▸ **Stored data**:
----------------
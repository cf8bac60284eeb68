//! Active expiry: a background task that samples volatile keys and deletes
//! the ones whose expiry has fired. Lazy expiry on access (in the keyspace
//! lock methods) covers the keys the sweeper never gets to.

use crate::keyspace::Keyspace;
use std::sync::Arc;
use std::time::Duration;
use tokio::task::JoinHandle;
use tokio_util::sync::CancellationToken;
use tracing::{debug, trace};

/// Spawn the sweeper. Sampling is random so a cycle never holds any lock
/// for long; contended keys are skipped and picked up on a later cycle.
pub fn spawn_sweeper(
    keyspace: Arc<Keyspace>,
    shutdown: CancellationToken,
    interval_ms: u64,
    sample: usize,
) -> JoinHandle<()> {
    tokio::spawn(async move {
        let mut tick = tokio::time::interval(Duration::from_millis(interval_ms.max(1)));
        tick.set_missed_tick_behavior(tokio::time::MissedTickBehavior::Delay);
        loop {
            tokio::select! {
                _ = tick.tick() => {}
                _ = shutdown.cancelled() => {
                    debug!("expiry sweeper shutting down");
                    return;
                }
            }
            let removed = keyspace.sweep_expired(sample);
            if removed > 0 {
                trace!(removed, "active expiry removed keys");
            }
        }
    })
}

#[cfg(test)]
mod tests {
    use super::*;
    use crate::context::Context;
    use crate::keyspace::now_millis;
    use crate::types::Value;

    #[tokio::test]
    async fn test_sweeper_removes_fired_keys() {
        let keyspace = Arc::new(Keyspace::new(4));
        let ctx = Context::background();

        for i in 0..4 {
            let key = format!("k{i}");
            let (mut guard, _) = keyspace.write_lock_or_create(&ctx, &key).await.unwrap();
            guard.value = Value::Int(i);
            guard.expires_at = Some(now_millis() + 30);
        }

        let shutdown = CancellationToken::new();
        let handle = spawn_sweeper(keyspace.clone(), shutdown.clone(), 10, 20);

        tokio::time::sleep(Duration::from_millis(200)).await;
        assert_eq!(keyspace.len(), 0);

        shutdown.cancel();
        handle.await.unwrap();
    }
}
----------------
▸ **Prompt**:
Your answer should consist of the lines above that hold the word "never", copied exactly.

▸ **Answer space**:
//! lock methods) covers the keys the sweeper never gets to.
/// Spawn the sweeper. Sampling is random so a cycle never holds any lock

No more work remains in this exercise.